Malgré les multiples appels au secours, le théâtre a fêté un triste centenaire en 2013. Des artistes ont écrit et chanté pour le faire revivre, pétition à l'appui, mais le Cervantes est toujours là, abandonné devant le port de Tanger. La céramique jaune et bleue sur la devanture indique le passé et la décrépitude de l’implantation espagnole dans la ville du détroit. Dans le hall d'entrée, on peut encore apercevoir des céramiques de Don Quichotte et Sancho Panza.
Le Maroc et l’Espagne qui souhaitaient tous les deux trouver un accord pour sauver les lieux ont mis un temps très long à négocier. L’Espagne refusant de payer pour un lieu en dehors de ces terres a préféré léguer le Cervantes en 2015. Mais cette décision prise, il a fallu se mettre d’accord sur les termes du projet, l’Espagne souhaitant garder un œil sur la programmation. Le gouvernement voulait aussi céder le Cervantes seulement si la ville faisait un effort pour réhabiliter le quartier alentour. Depuis la décision, rien n’a évolué et le théâtre attend son heure. Les élections et le retard dans la formation du nouveau gouvernement espagnol ont d'abord interrompu la signature de l'accord. Ensuite, la même longue mise en place du gouvernement a été vécue du côté marocain.
Alors que les travaux devaient commencer en 2018, une commission de l’UNESCO a, selon le site Le360, stoppé la rénovation car les plans ne respecteraient pas la construction originale. Après tous ces imbroglios, la situation était au point mort jusqu'à vendredi dernier. Réuni en conseil des ministres ce 9 février 2019, le gouvernement espagnol a en effet décidé d'un don irrévocable au Maroc. Cette cession, qui devra être validé par le Parlement espagnol, "intervient suite à une offre du gouvernement marocain de restaurer et gérer le théâtre en contrepartie d’en devenir le propriétaire et d’un engagement de sa part de préserver le cachet espagnol dans la programmation culturelle de cette institution" explique le HuffPost Maroc. "Un accord devra d'abord être conclu avec le gouvernement espagnol après des négociations qui seront menées par le ministère des Affaires étrangères sur les modalités de ce don", a toutefois précisé à l'AFP le ministre marocain de la Culture. Et de s'engager à "une étude pour restaurer ce monument historique et préserver le patrimoine culturel".

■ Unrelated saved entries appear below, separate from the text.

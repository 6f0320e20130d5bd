//! # storecrawl - Catalog Crawler & Dataset Builder for Rust
//!
//! This crate crawls a target e-commerce/catalog website, extracts
//! structured records (products, categories, informational pages), and
//! assembles a deduplicated, budget-bounded dataset for downstream
//! indexing.
//!
//! ## Features
//!
//! - Deterministic breadth-first crawl with depth and page budgets
//! - Politeness-bounded fetching with retry, backoff and timeout tiers
//! - URL normalization and fail-closed scope filtering
//! - Selector-cascade extraction: JSON-LD > DOM selectors > text regex
//! - Category aggregation across pagination pages, with orphaned product
//!   reattachment
//! - Structure-aware text chunking for an external embedding service
//! - Async API with Tokio, structured tracing throughout
//!
//! ## Example
//!
//! ```rust,no_run
//! use storecrawl::crawler::{self, CrawlerConfig};
//! use storecrawl::processor::{self, ChunkOptions};
//!
//! #[tokio::main]
//! async fn main() -> Result<(), Box<dyn std::error::Error>> {
//!     let config = CrawlerConfig::builder()
//!         .base_url("https://www.tabou.pl")
//!         .max_depth(3)
//!         .max_pages(100)
//!         .build();
//!
//!     let outcome = crawler::crawl_site(config).await?;
//!     let chunks = processor::process_records(&outcome.records, &ChunkOptions::default())?;
//!     println!("{} records, {} chunks", outcome.records.len(), chunks.len());
//!     Ok(())
//! }
//! ```

mod error;

pub mod crawler;
pub mod extract;
pub mod processor;

pub use error::Error;

/// Re-export of common types for public use
pub mod prelude {
    pub use crate::error::Error;
    pub use crate::error::Result;
}
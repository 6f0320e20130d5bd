//! Product-page extraction
//!
//! Field extraction follows the source priority order: structured JSON-LD
//! metadata outranks DOM selector cascades, which outrank free-text regex
//! against the page body. Fields are independent; one missing field never
//! aborts the others, so a partially extracted product is still stored.

use std::collections::BTreeMap;
use std::sync::LazyLock;

use chrono::Utc;
use regex::Regex;
use scraper::{Html, Selector};
use url::Url;

use crate::crawler::CrawlerConfig;
use crate::crawler::records::{ColorVariant, ProductRecord, SizeOption};
use crate::crawler::url_filter;
use crate::extract::cascade::{self, SelectorCascade};
use crate::extract::category::category_type_from_url;
use crate::extract::json_ld;

/// "Cena 3 999 zł"-style price line
static PRICE_LINE_RE: LazyLock<Regex> =
    LazyLock::new(|| Regex::new(r"(?i)cena\s*:?\s*\d[\d\s.,]*zł").expect("valid price regex"));

/// Bare amount with currency, at least three digits
static AMOUNT_RE: LazyLock<Regex> =
    LazyLock::new(|| Regex::new(r"\d{3,}[\d\s.,]*zł").expect("valid amount regex"));

/// Availability phrases, most specific first; negated forms before positive
/// ones so "Niedostępny" never matches as "dostępny"
static AVAILABILITY_RES: LazyLock<Vec<Regex>> = LazyLock::new(|| {
    [
        r"(?i)dostępny\s*\(\d+/\d+\s+wariantów\)",
        r"(?i)dostępne\s+rozmiary[:\s]*[^\n\r.]+",
        r"(?i)wszystkie\s+warianty\s+niedostępne",
        r"(?i)brak\s+w\s+magazynie",
        r"(?i)tymczasowo\s+niedostępny",
        r"(?i)niedostępny",
        r"(?i)wyprzedany",
        r"(?i)na\s+zamówienie",
        r"(?i)dostępny\s+online",
        r"(?i)w\s+magazynie",
        r"(?i)na\s+stanie",
        r"(?i)dostępny",
    ]
    .iter()
    .filter_map(|pattern| Regex::new(pattern).ok())
    .collect()
});

/// Extract a full product record from a product page
pub fn extract_product(
    html: &str,
    url: &str,
    depth: u32,
    config: &CrawlerConfig,
) -> ProductRecord {
    let document = Html::parse_document(html);
    let body_text: String = document.root_element().text().collect::<String>();
    let structured = json_ld::product(&document).unwrap_or_default();

    let name = structured
        .name
        .or_else(|| name_cascade().first_text(&document))
        .unwrap_or_default();

    let price = structured
        .price
        .or_else(|| {
            price_cascade()
                .first_text(&document)
                .filter(|text| text.chars().any(|c| c.is_ascii_digit()))
        })
        .or_else(|| price_from_text(&body_text))
        .unwrap_or_default();

    let availability = structured
        .availability
        .or_else(|| {
            availability_cascade()
                .first_text(&document)
                .filter(|text| text.len() > 3)
        })
        .or_else(|| availability_from_text(&body_text))
        .unwrap_or_else(|| "unknown".to_string());

    let description = description_cascade()
        .first_text(&document)
        .unwrap_or_default();

    let sku = structured
        .sku
        .or_else(|| sku_cascade().first_text(&document))
        .unwrap_or_default();

    ProductRecord {
        url: url.to_string(),
        scraped_at: Utc::now(),
        depth,
        name,
        price,
        availability,
        description,
        specifications: extract_specifications(&document),
        colors: extract_colors(&document),
        images: extract_images(&document, url),
        sku,
        category_type: category_type_from_url(url, config),
    }
}

fn name_cascade() -> SelectorCascade {
    SelectorCascade::new(&[
        "h1.product_title",
        ".product-title, .product-name",
        ".entry-title, .page-title",
        "h1",
    ])
}

fn price_cascade() -> SelectorCascade {
    SelectorCascade::new(&[
        ".price .woocommerce-Price-amount bdi",
        ".price .woocommerce-Price-amount",
        ".price .amount, .product-price .amount",
        ".product-price, .entry-summary .price",
        ".summary .price span, .price-wrapper span",
    ])
}

fn availability_cascade() -> SelectorCascade {
    SelectorCascade::new(&[
        ".stock",
        ".woocommerce-variation-availability",
        ".product-availability, .availability",
        ".stock-status, .stock-info",
        ".woocommerce-stock-status",
    ])
}

fn description_cascade() -> SelectorCascade {
    SelectorCascade::new(&[
        ".woocommerce-product-details__short-description",
        ".product-short-description, .short-description",
        ".woocommerce-Tabs-panel--description",
        ".product-description, .description",
        "#tab-description",
        ".product-content, .entry-content",
    ])
}

fn sku_cascade() -> SelectorCascade {
    SelectorCascade::new(&[
        ".sku_wrapper .sku, .product_meta .sku",
        ".product-code, .product-sku, .item-code",
        "[data-sku]",
    ])
}

fn price_from_text(text: &str) -> Option<String> {
    PRICE_LINE_RE
        .find(text)
        .or_else(|| AMOUNT_RE.find(text))
        .map(|m| m.as_str().split_whitespace().collect::<Vec<_>>().join(" "))
}

fn availability_from_text(text: &str) -> Option<String> {
    AVAILABILITY_RES.iter().find_map(|pattern| {
        pattern
            .find(text)
            .map(|m| m.as_str().split_whitespace().collect::<Vec<_>>().join(" "))
    })
}

/// Specifications keyed by labeled section, then attribute
///
/// The primary source is the themed description tab with its titled
/// sections; the attribute table is the generic WooCommerce fallback.
fn extract_specifications(document: &Html) -> BTreeMap<String, BTreeMap<String, String>> {
    let mut specifications = BTreeMap::new();

    let section_sel = Selector::parse(".product-description-section");
    let title_sel = Selector::parse(".product-description-title");
    let row_sel = Selector::parse(".product-description-row");
    let key_sel = Selector::parse("b");

    if let (Ok(section_sel), Ok(title_sel), Ok(row_sel), Ok(key_sel)) =
        (&section_sel, &title_sel, &row_sel, &key_sel)
    {
        for section in document.select(section_sel) {
            let Some(title) = section
                .select(title_sel)
                .next()
                .map(cascade::element_text)
                .and_then(cascade::non_empty)
            else {
                continue;
            };
            let mut rows = BTreeMap::new();
            for row in section.select(row_sel) {
                let Some(key) = row
                    .select(key_sel)
                    .next()
                    .map(cascade::element_text)
                    .and_then(cascade::non_empty)
                else {
                    continue;
                };
                let row_text = cascade::element_text(row);
                let value = row_text
                    .strip_prefix(key.as_str())
                    .unwrap_or(row_text.as_str())
                    .trim()
                    .to_string();
                if !value.is_empty() && value != key {
                    rows.insert(key, value);
                }
            }
            if !rows.is_empty() {
                specifications.insert(title.to_uppercase(), rows);
            }
        }
    }

    if !specifications.is_empty() {
        return specifications;
    }

    let table_cascade = SelectorCascade::new(&[
        ".woocommerce-product-attributes tr",
        ".product-attributes tr, .specifications tr",
        ".additional-information tr, .product-details tr",
    ]);
    let cell_sel = Selector::parse("th, td");
    if let Ok(cell_sel) = cell_sel {
        let mut rows = BTreeMap::new();
        for row in table_cascade.first_matching(document) {
            let cells: Vec<String> = row.select(&cell_sel).map(cascade::element_text).collect();
            if cells.len() >= 2 {
                let key = cells[0].trim().to_string();
                let value = cells[cells.len() - 1].trim().to_string();
                if !key.is_empty() && !value.is_empty() && key != value {
                    rows.insert(key, value);
                }
            }
        }
        if !rows.is_empty() {
            specifications.insert("SPECIFICATION".to_string(), rows);
        }
    }

    specifications
}

/// Color variants, with per-size availability when the combined size/color
/// widget exposes it, degrading to a flat color list otherwise
fn extract_colors(document: &Html) -> Vec<ColorVariant> {
    let mut variants: Vec<ColorVariant> = Vec::new();

    if let Ok(frame_sel) = Selector::parse("#custom-combined-select li.select-frame") {
        for entry in document.select(&frame_sel) {
            let Some(color_key) = entry.value().attr("data-color") else {
                continue;
            };
            let size = cascade::element_text(entry);
            if size.is_empty() {
                continue;
            }
            let available = !entry.value().classes().any(|class| class == "out-of-stock");
            let name = color_key.replace('-', " / ");

            match variants.iter_mut().find(|variant| variant.name == name) {
                Some(variant) => variant.sizes.push(SizeOption { size, available }),
                None => variants.push(ColorVariant {
                    name,
                    sizes: vec![SizeOption { size, available }],
                }),
            }
        }
    }

    if !variants.is_empty() {
        return variants;
    }

    // flat color swatches: image alt text, falling back to the variant value
    if let Ok(swatch_sel) =
        Selector::parse(r#".color-attribute-select li.select-color, .variable-item-color"#)
    {
        let img_sel = Selector::parse("img");
        for swatch in document.select(&swatch_sel) {
            let name = img_sel
                .as_ref()
                .ok()
                .and_then(|sel| swatch.select(sel).next())
                .and_then(|img| img.value().attr("alt"))
                .map(|alt| alt.trim().to_string())
                .filter(|alt| !alt.is_empty())
                .or_else(|| {
                    swatch
                        .value()
                        .attr("data-variant-value")
                        .map(|value| value.replace('-', " / "))
                });
            if let Some(name) = name {
                if !variants.iter().any(|variant| variant.name == name) {
                    variants.push(ColorVariant {
                        name,
                        sizes: Vec::new(),
                    });
                }
            }
        }
    }

    if !variants.is_empty() {
        return variants;
    }

    if let Ok(alt_sel) = Selector::parse(".variations .value ul li img[alt]") {
        for img in document.select(&alt_sel) {
            if let Some(alt) = img.value().attr("alt") {
                let name = alt.trim().to_string();
                if !name.is_empty() && !variants.iter().any(|variant| variant.name == name) {
                    variants.push(ColorVariant {
                        name,
                        sizes: Vec::new(),
                    });
                }
            }
        }
    }

    variants
}

fn extract_images(document: &Html, page_url: &str) -> Vec<String> {
    let Ok(base) = Url::parse(page_url) else {
        return Vec::new();
    };

    let gallery = SelectorCascade::new(&[
        ".woocommerce-product-gallery img",
        ".product-images img, .product-gallery img",
        ".gallery img",
        ".wp-post-image, .product-photo img",
    ]);

    let mut images = Vec::new();
    for img in gallery.select_all(document) {
        let src = img
            .value()
            .attr("src")
            .or_else(|| img.value().attr("data-src"))
            .or_else(|| img.value().attr("data-lazy-src"));
        let Some(src) = src else {
            continue;
        };
        if src.contains("placeholder") || src.contains("loading") {
            continue;
        }
        if let Some(normalized) = url_filter::normalize(src, &base) {
            if !images.contains(&normalized) {
                images.push(normalized);
            }
        }
    }
    images
}
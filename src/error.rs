//! Error types for the storecrawl crate

use thiserror::Error;

/// Result type for storecrawl operations
pub type Result<T> = std::result::Result<T, Error>;

/// Error type for storecrawl operations
#[derive(Debug, Error)]
pub enum Error {
    /// HTTP client error
    #[error("HTTP error: {0}")]
    Http(#[from] reqwest::Error),

    /// JSON serialization/deserialization error
    #[error("JSON error: {0}")]
    Json(#[from] serde_json::Error),

    /// Web crawling error
    #[error("Crawl error: {0}")]
    Crawl(String),

    /// Content extraction error
    #[error("Extract error: {0}")]
    Extract(String),

    /// Content processing error
    #[error("Process error: {0}")]
    Process(String),

    /// Storage error
    #[error("Storage error: {0}")]
    Storage(String),

    /// Invalid configuration or request parameters
    #[error("Invalid request: {0}")]
    InvalidRequest(String),

    /// Other errors
    #[error("{0}")]
    Other(String),
}
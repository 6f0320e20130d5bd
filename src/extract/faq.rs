//! FAQ-page extraction
//!
//! Structured FAQPage metadata wins when present; otherwise accordion-style
//! markup is tried, then plain definition lists.

use chrono::Utc;
use scraper::{ElementRef, Html, Selector};

use crate::crawler::records::{FaqEntry, FaqRecord};
use crate::extract::cascade::{self, SelectorCascade};
use crate::extract::json_ld;

/// Extract a FAQ record from a page
pub fn extract_faq(html: &str, url: &str, depth: u32) -> FaqRecord {
    let document = Html::parse_document(html);

    let title = SelectorCascade::new(&["h1", ".page-title", "title"])
        .first_text(&document)
        .unwrap_or_default();

    let mut questions: Vec<FaqEntry> = json_ld::faq(&document)
        .into_iter()
        .map(|(question, answer)| FaqEntry { question, answer })
        .collect();

    if questions.is_empty() {
        questions = accordion_entries(&document);
    }
    if questions.is_empty() {
        questions = definition_list_entries(&document);
    }

    FaqRecord {
        url: url.to_string(),
        scraped_at: Utc::now(),
        depth,
        title,
        questions,
    }
}

fn accordion_entries(document: &Html) -> Vec<FaqEntry> {
    let Ok(item_sel) = Selector::parse(".faq-item, .accordion-item, .qa-item") else {
        return Vec::new();
    };
    let question_sel = Selector::parse(".question, .faq-question, h3, h4");
    let answer_sel = Selector::parse(".answer, .faq-answer, .content, p");
    let (Ok(question_sel), Ok(answer_sel)) = (question_sel, answer_sel) else {
        return Vec::new();
    };

    let mut entries = Vec::new();
    for item in document.select(&item_sel) {
        let question = item
            .select(&question_sel)
            .next()
            .map(cascade::element_text)
            .and_then(cascade::non_empty);
        let answer = item
            .select(&answer_sel)
            .next()
            .map(cascade::element_text)
            .and_then(cascade::non_empty);
        if let (Some(question), Some(answer)) = (question, answer) {
            entries.push(FaqEntry { question, answer });
        }
    }
    entries
}

fn definition_list_entries(document: &Html) -> Vec<FaqEntry> {
    let Ok(dt_sel) = Selector::parse("dt") else {
        return Vec::new();
    };

    let mut entries = Vec::new();
    for dt in document.select(&dt_sel) {
        let question = cascade::non_empty(cascade::element_text(dt));
        let answer = dt
            .next_siblings()
            .filter_map(ElementRef::wrap)
            .find(|sibling| sibling.value().name() == "dd")
            .map(cascade::element_text)
            .and_then(cascade::non_empty);
        if let (Some(question), Some(answer)) = (question, answer) {
            entries.push(FaqEntry { question, answer });
        }
    }
    entries
}
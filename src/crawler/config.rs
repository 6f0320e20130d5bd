//! # Crawler Configuration Module
//!
//! This module provides configuration options for the crawler, including
//! crawl budgets, politeness controls, timeout tiers and the URL patterns
//! used to keep the crawl inside the catalog. It uses a builder pattern for
//! flexible configuration.
//!
//! ## Key Components
//!
//! - `CrawlerConfig`: The main configuration struct with crawler parameters
//! - `CrawlerConfigBuilder`: Builder pattern implementation for easier configuration
//!
//! ## Features
//!
//! - Default configurations suitable for polite crawling
//! - Fine-grained control over crawl behavior (depth, pages, rate limits)
//! - Allow/deny path lists and denied query keys for URL filtering
//! - Per-category product cap bounding aggregation
//! - User-agent customization

use std::time::Duration;

/// Configuration for the crawler
#[derive(Debug, Clone)]
pub struct CrawlerConfig {
    /// Site root; also the default seed when no seed list is given
    pub base_url: String,

    /// Seed URLs enqueued at depth 0
    pub seed_urls: Vec<String>,

    /// Sitemap URL used to pre-seed the frontier, if any
    pub sitemap_url: Option<String>,

    /// Maximum depth to crawl
    pub max_depth: u32,

    /// Maximum number of records to store
    pub max_pages: usize,

    /// Batch size for concurrent product-detail fetches
    pub concurrency: usize,

    /// Retry count for retriable fetch failures
    pub retries: u32,

    /// Timeout in milliseconds for listing/category fetches
    pub timeout_ms: u64,

    /// Politeness delay in milliseconds between requests
    pub delay_ms: u64,

    /// Upper bound of the random jitter added to the politeness delay
    pub jitter_ms: u64,

    /// Hard cap on products collected per category
    pub category_product_cap: usize,

    /// Path fragments a URL must match to be crawled (site root always passes)
    pub allowed_paths: Vec<String>,

    /// Path or query fragments that exclude a URL from the crawl
    pub excluded_paths: Vec<String>,

    /// Path fragment identifying product pages
    pub product_path_marker: String,

    /// Path fragments identifying category pages
    pub category_path_markers: Vec<String>,

    /// User agent to use for requests
    pub user_agent: String,
}

impl Default for CrawlerConfig {
    fn default() -> Self {
        Self {
            base_url: String::new(),
            seed_urls: Vec::new(),
            sitemap_url: None,
            max_depth: 4,
            max_pages: 200,
            concurrency: 4,
            retries: 2,
            timeout_ms: 20_000,
            delay_ms: 500,
            jitter_ms: 300,
            category_product_cap: 100,
            allowed_paths: Vec::new(),
            excluded_paths: vec![
                "/konto/".to_string(),
                "/my-account/".to_string(),
                "/zamowienie/".to_string(),
                "/checkout/".to_string(),
                "/koszyk/".to_string(),
                "/cart/".to_string(),
                "/admin/".to_string(),
                "/wp-admin/".to_string(),
                "/wp-content/uploads/".to_string(),
                "/wp-json/".to_string(),
                "?lang=".to_string(),
                "?filtruj=".to_string(),
                "?archive=".to_string(),
                "?action=".to_string(),
            ],
            product_path_marker: "/produkt/".to_string(),
            category_path_markers: vec!["/rowery/".to_string(), "/kategoria/".to_string()],
            user_agent: format!("storecrawl/{}", env!("CARGO_PKG_VERSION")),
        }
    }
}

impl CrawlerConfig {
    /// Create a new builder
    pub fn builder() -> CrawlerConfigBuilder {
        CrawlerConfigBuilder::new()
    }

    /// Politeness delay as a Duration
    pub fn delay(&self) -> Duration {
        Duration::from_millis(self.delay_ms)
    }

    /// Politeness jitter upper bound as a Duration
    pub fn jitter(&self) -> Duration {
        Duration::from_millis(self.jitter_ms)
    }

    /// Timeout for listing/category fetches
    pub fn listing_timeout(&self) -> Duration {
        Duration::from_millis(self.timeout_ms)
    }

    /// Timeout for product-detail fetches
    ///
    /// Product pages carry heavier payloads (galleries, variant data) than
    /// listings, so they get a quarter more headroom.
    pub fn product_timeout(&self) -> Duration {
        Duration::from_millis(self.timeout_ms + self.timeout_ms / 4)
    }
}

/// Builder for CrawlerConfig
#[derive(Debug, Default)]
pub struct CrawlerConfigBuilder {
    config: CrawlerConfig,
}

impl CrawlerConfigBuilder {
    /// Create a new builder with default configuration
    pub fn new() -> Self {
        Self {
            config: CrawlerConfig::default(),
        }
    }

    /// Set the site root URL
    pub fn base_url(mut self, base_url: impl Into<String>) -> Self {
        self.config.base_url = base_url.into();
        self
    }

    /// Set the seed URLs
    pub fn seed_urls(mut self, seed_urls: Vec<String>) -> Self {
        self.config.seed_urls = seed_urls;
        self
    }

    /// Set the sitemap URL used for pre-seeding
    pub fn sitemap_url(mut self, sitemap_url: impl Into<String>) -> Self {
        self.config.sitemap_url = Some(sitemap_url.into());
        self
    }

    /// Set the maximum depth to crawl
    pub fn max_depth(mut self, max_depth: u32) -> Self {
        self.config.max_depth = max_depth;
        self
    }

    /// Set the maximum number of records to store
    pub fn max_pages(mut self, max_pages: usize) -> Self {
        self.config.max_pages = max_pages;
        self
    }

    /// Set the product-detail fetch batch size
    pub fn concurrency(mut self, concurrency: usize) -> Self {
        self.config.concurrency = concurrency.max(1);
        self
    }

    /// Set the retry count for retriable fetch failures
    pub fn retries(mut self, retries: u32) -> Self {
        self.config.retries = retries;
        self
    }

    /// Set the listing fetch timeout in milliseconds
    pub fn timeout_ms(mut self, timeout_ms: u64) -> Self {
        self.config.timeout_ms = timeout_ms;
        self
    }

    /// Set the politeness delay in milliseconds
    pub fn delay_ms(mut self, delay_ms: u64) -> Self {
        self.config.delay_ms = delay_ms;
        self
    }

    /// Set the politeness jitter upper bound in milliseconds
    pub fn jitter_ms(mut self, jitter_ms: u64) -> Self {
        self.config.jitter_ms = jitter_ms;
        self
    }

    /// Set the per-category product cap
    pub fn category_product_cap(mut self, cap: usize) -> Self {
        self.config.category_product_cap = cap;
        self
    }

    /// Set the allowed path fragments
    pub fn allowed_paths(mut self, allowed_paths: Vec<String>) -> Self {
        self.config.allowed_paths = allowed_paths;
        self
    }

    /// Set the excluded path fragments
    pub fn excluded_paths(mut self, excluded_paths: Vec<String>) -> Self {
        self.config.excluded_paths = excluded_paths;
        self
    }

    /// Set the product path marker
    pub fn product_path_marker(mut self, marker: impl Into<String>) -> Self {
        self.config.product_path_marker = marker.into();
        self
    }

    /// Set the category path markers
    pub fn category_path_markers(mut self, markers: Vec<String>) -> Self {
        self.config.category_path_markers = markers;
        self
    }

    /// Set the user agent to use for requests
    pub fn user_agent(mut self, user_agent: impl Into<String>) -> Self {
        self.config.user_agent = user_agent.into();
        self
    }

    /// Build the configuration
    pub fn build(self) -> CrawlerConfig {
        self.config
    }
}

Tanger, ville au cœur de la relation Maroc - Espagne
Le Maroc et l’Espagne, de par leur proximité géographique, ont toujours vécu une relation particulière. Séparés seulement par les 14 kilomètres constituant le détroit de Gibraltar, les deux pays se sont influencés mutuellement. La présence d’Espagnols au Maroc remonte à la signature du traité de paix et de commerce hispano-marocain de 1767. Mais à l’époque, leur nombre est encore très faible. C’est au XIXe siècle que la présence ibérique s’est réellement accrue, particulièrement après la Deuxième guerre du Maroc (1859-1860), dont l’Espagne sort victorieuse. Au début du XXe siècle, en 1912, les Français et les Espagnols prennent possession du pouvoir marocain par l’instauration d’un protectorat. Les Espagnols héritent d’une bande de terre au Nord et une au Sud du pays. Les Espagnols viennent alors en nombre dans les villes du Nord. Un grand nombre de commerçants s’y installent en voyant que les relations économiques entre les deux pays s’intensifient. Mais en 1923, Tanger hérite d’un statut particulier. La ville devient une zone internationale sous l'administration conjointe de 9 pays différents. C’est une expérience unique dans l’histoire. La ville connaît alors un grand brassage culturel. La diaspora espagnole ne cessera de grandir au Maroc jusqu’à la déclaration d’indépendance en 1956. On estimera alors que les Espagnols sont au nombre de 150 000, dont 20 000 à Tanger.